pub mod config;
pub mod editor;
pub mod file;
pub mod tree;
pub mod workspace;

// Public API - GUI shells embedding the core in-process should prefer these
pub use config::{ConfigStore, JsonFileStore, MemoryStore, SessionConfig};
pub use editor::{EditorActor, EditorEvent, EditorRequest};
pub use file::{DirectoryEntry, FileAccess, FolderPicker, FsError, PathGuard, ScriptedPicker};
pub use tree::{DirectoryTree, LoadState, TreeNode};
pub use workspace::{OpenFile, Workspace};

» **WHAT NEEDS TO BE DONE**
Repeat the listing above in full, word for word.

» **ANSWER TO THIS PROBLEM**
pub mod config;
pub mod editor;
pub mod file;
pub mod tree;
pub mod workspace;

// Public API - GUI shells embedding the core in-process should prefer these
pub use config::{ConfigStore, JsonFileStore, MemoryStore, SessionConfig};
pub use editor::{EditorActor, EditorEvent, EditorRequest};
pub use file::{DirectoryEntry, FileAccess, FolderPicker, FsError, PathGuard, ScriptedPicker};
pub use tree::{DirectoryTree, LoadState, TreeNode};
pub use workspace::{OpenFile, Workspace};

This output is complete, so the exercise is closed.